Up in Philippi, the letters Paul has in his apostolic messenger bag do the same thing for Lydia that Jesus did at Bethesda. They create a situation where the excluding boundaries are treated as irrelevant. Lydia and her whole household are baptized, which presumably means spouse and children, and both free and enslaved servants. Her supper invitation to Paul and Silas is how a wealthy purpler picks up the mat of her life and starts walking.
Both stories are perfect for this day when Emily and Zach bring Sonya to the font to be baptized.
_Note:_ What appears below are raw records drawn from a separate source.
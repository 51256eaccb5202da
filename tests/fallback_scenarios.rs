//! Integration tests for local-to-cloud fallback over HTTP

use axum::{
    Router,
    body::Body,
    http::{Request, StatusCode, header},
};
use gatehouse::{
    config::Config,
    error::FailureCategory,
    handlers::{self, AppState},
    metrics::Outcome,
    resilience::CircuitState,
    shedder::FixedProbe,
};
use serde_json::{Value, json};
use std::str::FromStr;
use std::sync::Arc;
use tower::ServiceExt;
use wiremock::{
    Mock, MockServer, ResponseTemplate,
    matchers::{method, path},
};

fn config_for(local_url: &str, cloud_url: &str, fallback_enabled: bool) -> Config {
    Config::from_str(&format!(
        r#"
[server]
host = "127.0.0.1"
port = 8080
request_timeout_seconds = 10

[[backends]]
name = "local"
base_url = "{local_url}"
api = "openai"
timeout_seconds = 5

[[backends]]
name = "cloud"
base_url = "{cloud_url}"
api = "anthropic"
timeout_seconds = 5
cost_per_million_input_tokens = 3.0

[routing]
prefer_local = true
local_backend = "local"
cloud_backend = "cloud"

[fallback]
enabled = {fallback_enabled}
backend = "cloud"

[circuit_breaker]
failure_threshold = 2
success_threshold = 1
open_timeout_ms = 60000

[retry]
max_retries = 1
initial_delay_ms = 1
max_delay_ms = 2
"#
    ))
    .expect("test config should be valid")
}

fn create_app(config: Config) -> (Router, AppState) {
    let state = AppState::new(Arc::new(config), Arc::new(FixedProbe::idle()))
        .expect("AppState::new should succeed");
    (handlers::router(state.clone()), state)
}

fn chat_request() -> Request<Body> {
    Request::builder()
        .method("POST")
        .uri("/v1/messages")
        .header(header::CONTENT_TYPE, "application/json")
        .body(Body::from(
            json!({"messages": [{"role": "user", "content": "summarize this file"}]}).to_string(),
        ))
        .unwrap()
}

async fn mount_cloud_ok(cloud: &MockServer) {
    Mock::given(method("POST"))
        .and(path("/v1/messages"))
        .respond_with(ResponseTemplate::new(200).set_body_json(json!({
            "type": "message",
            "content": [{"type": "text", "text": "from cloud"}]
        })))
        .mount(cloud)
        .await;
}

#[tokio::test]
async fn test_local_503_falls_back_to_cloud() {
    let local = MockServer::start().await;
    let cloud = MockServer::start().await;
    Mock::given(method("POST"))
        .and(path("/v1/chat/completions"))
        .respond_with(ResponseTemplate::new(503).set_body_json(json!({"error": "loading"})))
        .expect(2) // first attempt + one retry
        .mount(&local)
        .await;
    mount_cloud_ok(&cloud).await;

    let (app, state) = create_app(config_for(&local.uri(), &cloud.uri(), true));
    let response = app.oneshot(chat_request()).await.unwrap();

    assert_eq!(response.status(), StatusCode::OK);
    assert_eq!(response.headers()["x-gatehouse-provider"], "cloud");
    assert_eq!(response.headers()["x-gatehouse-fallback-from"], "local");

    let bytes = axum::body::to_bytes(response.into_body(), usize::MAX)
        .await
        .unwrap();
    let body: Value = serde_json::from_slice(&bytes).unwrap();
    assert_eq!(body["content"][0]["text"], "from cloud");

    let metrics = state.metrics();
    assert_eq!(metrics.fallback_attempts_count(), 1);
    assert_eq!(metrics.fallback_outcome_count(Outcome::Success), 1);
    assert_eq!(metrics.retries_count("local"), 1);

    // Retries collapse into one breaker outcome
    let local_breaker = state.breakers().get("local").unwrap().snapshot();
    assert_eq!(local_breaker.consecutive_failures, 1);
    assert_eq!(local_breaker.state, CircuitState::Closed);
}

#[tokio::test]
async fn test_local_client_error_is_still_eligible_for_fallback() {
    let local = MockServer::start().await;
    let cloud = MockServer::start().await;
    Mock::given(method("POST"))
        .respond_with(ResponseTemplate::new(400).set_body_json(json!({
            "error": {"message": "tools are not supported by this model"}
        })))
        .expect(1)
        .mount(&local)
        .await;
    mount_cloud_ok(&cloud).await;

    let (app, state) = create_app(config_for(&local.uri(), &cloud.uri(), true));
    let response = app.oneshot(chat_request()).await.unwrap();

    assert_eq!(response.status(), StatusCode::OK);
    assert_eq!(response.headers()["x-gatehouse-provider"], "cloud");
    assert_eq!(state.metrics().fallback_outcome_count(Outcome::Success), 1);
}

#[tokio::test]
async fn test_opt_out_header_returns_primary_error() {
    let local = MockServer::start().await;
    let cloud = MockServer::start().await;
    Mock::given(method("POST"))
        .respond_with(ResponseTemplate::new(503).set_body_json(json!({"error": "busy"})))
        .mount(&local)
        .await;
    Mock::given(method("POST"))
        .respond_with(ResponseTemplate::new(200).set_body_json(json!({})))
        .expect(0)
        .mount(&cloud)
        .await;

    let (app, state) = create_app(config_for(&local.uri(), &cloud.uri(), true));
    let mut request = chat_request();
    request
        .headers_mut()
        .insert("x-gatehouse-fallback", "off".parse().unwrap());
    let response = app.oneshot(request).await.unwrap();

    assert_eq!(response.status(), StatusCode::SERVICE_UNAVAILABLE);
    assert_eq!(state.metrics().fallback_attempts_count(), 0);
}

#[tokio::test]
async fn test_fallback_disabled_in_config() {
    let local = MockServer::start().await;
    Mock::given(method("POST"))
        .respond_with(ResponseTemplate::new(500).set_body_json(json!({"error": "oops"})))
        .mount(&local)
        .await;

    let (app, state) = create_app(config_for(&local.uri(), "http://127.0.0.1:9", false));
    let response = app.oneshot(chat_request()).await.unwrap();

    assert_eq!(response.status(), StatusCode::INTERNAL_SERVER_ERROR);
    assert_eq!(state.metrics().fallback_attempts_count(), 0);
}

#[tokio::test]
async fn test_both_backends_failing_reports_fallback_error() {
    let local = MockServer::start().await;
    let cloud = MockServer::start().await;
    Mock::given(method("POST"))
        .respond_with(ResponseTemplate::new(503).set_body_json(json!({"error": "local down"})))
        .mount(&local)
        .await;
    Mock::given(method("POST"))
        .respond_with(ResponseTemplate::new(502).set_body_json(json!({"error": "cloud down"})))
        .mount(&cloud)
        .await;

    let (app, state) = create_app(config_for(&local.uri(), &cloud.uri(), true));
    let response = app.oneshot(chat_request()).await.unwrap();

    assert_eq!(response.status(), StatusCode::BAD_GATEWAY);
    let bytes = axum::body::to_bytes(response.into_body(), usize::MAX)
        .await
        .unwrap();
    let body: Value = serde_json::from_slice(&bytes).unwrap();
    assert_eq!(body["error"], "cloud down");
    assert_eq!(state.metrics().fallback_outcome_count(Outcome::Failure), 1);
}

#[tokio::test]
async fn test_open_local_circuit_goes_straight_to_cloud() {
    let local = MockServer::start().await;
    let cloud = MockServer::start().await;
    Mock::given(method("POST"))
        .respond_with(ResponseTemplate::new(503).set_body_json(json!({"error": "down"})))
        .expect(4) // two requests, two attempts each; the third is short-circuited
        .mount(&local)
        .await;
    mount_cloud_ok(&cloud).await;

    let (app, state) = create_app(config_for(&local.uri(), &cloud.uri(), true));
    for _ in 0..3 {
        let response = app.clone().oneshot(chat_request()).await.unwrap();
        assert_eq!(response.status(), StatusCode::OK);
        assert_eq!(response.headers()["x-gatehouse-provider"], "cloud");
    }

    assert_eq!(
        state.breakers().get("local").unwrap().state(),
        CircuitState::Open
    );
    assert_eq!(state.metrics().fallback_outcome_count(Outcome::Success), 3);

    // The short-circuited call never reached the backend
    let metrics = state.metrics();
    assert_eq!(metrics.backend_requests_count("local", Outcome::Failure), 2);
    assert_eq!(metrics.backend_requests_count("local", Outcome::Success), 0);
    assert_eq!(
        metrics.backend_failures_count("local", FailureCategory::CircuitOpen),
        1
    );
    assert_eq!(metrics.backend_requests_count("cloud", Outcome::Success), 3);
}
Not only is she the fifth generation, like her sister, to be baptized in that baptismal gown, Sonya also is carried here as the latest in 2000 years and countless generations of undeserving, unremarkable, and unrighteous sinners to encounter our Lord in the waters ofbaptism. And today he will give her what he gave Lydia and her household and what he gave the man in Bethesda: access not exclusion, mercy rather than judgment, and life over against death.
Paul met Lydia with letters in hand, but today Jesus gives Sonya traveling papers for her journey, just like the name of our ship, “Hjemad” — homeward. For as good and faithful the well-intentioned promises from Zach and Emily and from Sonya’s sponsors are, there’s only one promise that counts, one declaration, one Word. It comes in these words that God only uses a pastor as a mouthpiece for: “I baptize you.”
This eternal promise is made to a baby who’s as unaware as she is undeserving. All the better to contrast with Jesus’ utter graciousness.
There’s no purple robe here made from outrageously expensive fabric that none of us could afford. Instead there’s a different robe that Sonya’s baptismal gown represents. It’s the same thing as a pastor’s alb and the funeral pall that will one day drape her coffin.
In John’s vision in the book of Revelation, he sees the heavenly host arrayed in white. I suspect some of them had worn purple in life and others had been clothed in rough spun sackcloth. But nowJohn is told their old robes had been washed in the blood of the Lamb and come out looking like Jesus at the Transfiguration. And that’s the most expensive fabric of all, because it cost Jesus his life. [change from purple stole to white]
Today the letters written in God’s Book of Life record Sonya as part of that host in white not purple. And the promise of our second reading is that she — and you, my friends and fellow sinners — when all things are brought to completion will be found at the river of life flowing through the City of God. Already today, you’re included. The robe is yours. The place is reserved. For when God chooses, when God says “You!” it happens right then and there. And we’ll all be reminded again that we shall gather at the great river that the little bowl of water in this font flows from.
Amen.
And now may the piece, which far surpasses a baby’s understanding and ours, keep our hearts and minds in Christ Jesus from whom flows Living Water. Amen.